Greatest hits album by Dio
- Released: October 3, 2000
- Genre: Heavy metal
- Length: 78:09
- Label: WEA/Rhino
- Producer: Ronnie James Dio

Dio compilations chronology
| Dio: Master Series (1999) | The Very Beast of Dio (2000) | Anthology Vol.2 (2001) |

= The Very Beast of Dio =

The Very Beast of Dio is the second greatest hits collection CD from the American heavy metal band Dio. The first to be released in the U.S., it has sold over 400,000 copies, according to SoundScan. As of 2009, it has been certified Gold by the RIAA, having sold more than 500,000 copies in the US.

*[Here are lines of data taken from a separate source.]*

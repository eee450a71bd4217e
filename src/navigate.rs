//! Structural navigation: locate the subtree a reference points at.
//!
//! Navigation is strictly coarse-to-fine over a fixed level order —
//! `DIV1` (title), then `DIV3` (chapter), then `DIV5` (part). A level the
//! reference does not specify is skipped; a specified level that fails to
//! match anywhere under the current node means the whole lookup is a miss.
//! There is no partial credit and no fallback search.

use crate::document::StructuralNode;
use crate::models::CfrReference;

/// Descend from `root` along the levels named by `reference`.
///
/// Returns the matched subtree, or `None` when any specified level has no
/// element with the requested `N` identifier. Absence of a match is an
/// expected outcome of imprecise scope data, not an error.
pub fn locate<'a>(root: &'a StructuralNode, reference: &CfrReference) -> Option<&'a StructuralNode> {
    let title = reference.title.to_string();
    let levels: [(&str, Option<&str>); 3] = [
        ("DIV1", Some(title.as_str())),
        ("DIV3", reference.chapter.as_deref()),
        ("DIV5", reference.part.as_deref()),
    ];

    let mut current = root;
    for (tag, value) in levels {
        let Some(value) = value else {
            continue;
        };
        current = find_descendant(current, tag, value)?;
    }
    Some(current)
}

/// First element in document order (the node itself included) with the given
/// tag and `N` identifier. When upstream data carries duplicate identifiers
/// at one level, traversal order decides which wins.
fn find_descendant<'a>(node: &'a StructuralNode, tag: &str, ident: &str) -> Option<&'a StructuralNode> {
    let mut work = vec![node];
    while let Some(n) = work.pop() {
        if n.tag == tag && n.ident.as_deref() == Some(ident) {
            return Some(n);
        }
        for child in n.children.iter().rev() {
            work.push(child);
        }
    }
    None
}

#[cfg(test)]
mod tests {
    use super::*;
    use crate::document::parse_document;

    fn reference(title: u32, chapter: Option<&str>, part: Option<&str>) -> CfrReference {
        CfrReference {
            title,
            chapter: chapter.map(str::to_string),
            part: part.map(str::to_string),
        }
    }

    #[test]
    fn descends_title_chapter_part() {
        let root = parse_document(
            b"<ECFR><DIV1 N=\"1\"><DIV3 N=\"III\"><DIV5 N=\"425\">here</DIV5></DIV3></DIV1></ECFR>",
        )
        .unwrap();
        let found = locate(&root, &reference(1, Some("III"), Some("425"))).unwrap();
        assert_eq!(found.tag, "DIV5");
        assert_eq!(found.text, "here");
    }

    #[test]
    fn unspecified_levels_are_skipped() {
        let root = parse_document(
            b"<ECFR><DIV1 N=\"1\"><DIV3 N=\"III\"><DIV5 N=\"425\"/></DIV3></DIV1></ECFR>",
        )
        .unwrap();
        let found = locate(&root, &reference(1, None, None)).unwrap();
        assert_eq!(found.tag, "DIV1");
    }

    #[test]
    fn any_unmatched_level_is_not_found() {
        let root = parse_document(
            b"<ECFR><DIV1 N=\"1\"><DIV3 N=\"III\"><DIV5 N=\"425\"/></DIV3></DIV1></ECFR>",
        )
        .unwrap();
        assert!(locate(&root, &reference(2, None, None)).is_none());
        assert!(locate(&root, &reference(1, Some("IV"), None)).is_none());
        assert!(locate(&root, &reference(1, Some("III"), Some("99"))).is_none());
    }

    #[test]
    fn duplicate_identifiers_resolve_to_document_order_first() {
        let root = parse_document(
            b"<ECFR><DIV1 N=\"1\"><DIV3 N=\"I\">first</DIV3><DIV3 N=\"I\">second</DIV3></DIV1></ECFR>",
        )
        .unwrap();
        let found = locate(&root, &reference(1, Some("I"), None)).unwrap();
        assert_eq!(found.text, "first");
    }
}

A follow-up compilation, The Very Beast of Dio Vol. 2, was released on October 9, 2012.

Professional ratings
Review scores
| Source | Rating |
| Allmusic |  |
| The Rolling Stone Album Guide |  |

==Track listing==

| No. | Title | Writer(s) | Original album | Length |
|---|---|---|---|---|
| 1. | "Stand Up and Shout" | Ronnie James Dio, Jimmy Bain | Holy Diver | 3:19 |
| 2. | "Holy Diver" | Dio | Holy Diver | 5:54 |
| 3. | "Rainbow in the Dark" | Dio, Vivian Campbell, Bain, Vinny Appice | Holy Diver | 4:16 |
| 4. | "Straight Through the Heart" | Dio, Bain | Holy Diver | 4:36 |
| 5. | "We Rock" | Dio | The Last in Line | 4:35 |
| 6. | "The Last in Line" | Dio, Campbell, Bain | The Last in Line | 5:47 |
| 7. | "Mystery" | Dio, Bain | The Last in Line | 3:58 |
| 8. | "King of Rock and Roll" | Dio, Campbell, Bain, Appice | Sacred Heart | 3:52 |
| 9. | "Sacred Heart" | Dio, Campbell, Bain, Appice | Sacred Heart | 6:28 |
| 10. | "Hungry for Heaven" | Dio, Bain | Sacred Heart | 4:11 |
| 11. | "Rock 'n' Roll Children" | Dio | Sacred Heart | 4:33 |
| 12. | "Man on the Silver Mountain (live)" | Ritchie Blackmore, Dio | Intermission | 2:29 |
| 13. | "Dream Evil" | Dio, Craig Goldy | Dream Evil | 4:29 |
| 14. | "I Could Have Been a Dreamer" | Dio, Goldy | Dream Evil | 4:44 |
| 15. | "Lock Up the Wolves" | Dio, Rowan Robertson, Bain | Lock Up the Wolves | 8:34 |
| 16. | "Strange Highways" | Dio, Appice, Tracy G, Jeff Pilson | Strange Highways | 6:53 |

==Credits==
- Ronnie James Dio - vocals, keyboards
- Vivian Campbell - guitars
- Craig Goldy - guitars on tracks 13, 14
- Rowan Robertson - guitars on track 15
- Tracy G – guitars on track 16
- Jimmy Bain - bass
- Teddy Cook - bass on track 15
- Jeff Pilson – bass, keyboards on track 16
- Vinny Appice - drums
- Simon Wright - drums on track 15
- Jason S Zwingelberg - Triangle
- Claude Schnell - keyboards
- Jens Johansson - keyboards on track 15

==Certifications==

| Region | Certification | Certified units/sales |
| United States (RIAA) | Gold | 500,000^{^} |
^{^} Shipments figures based on certification alone.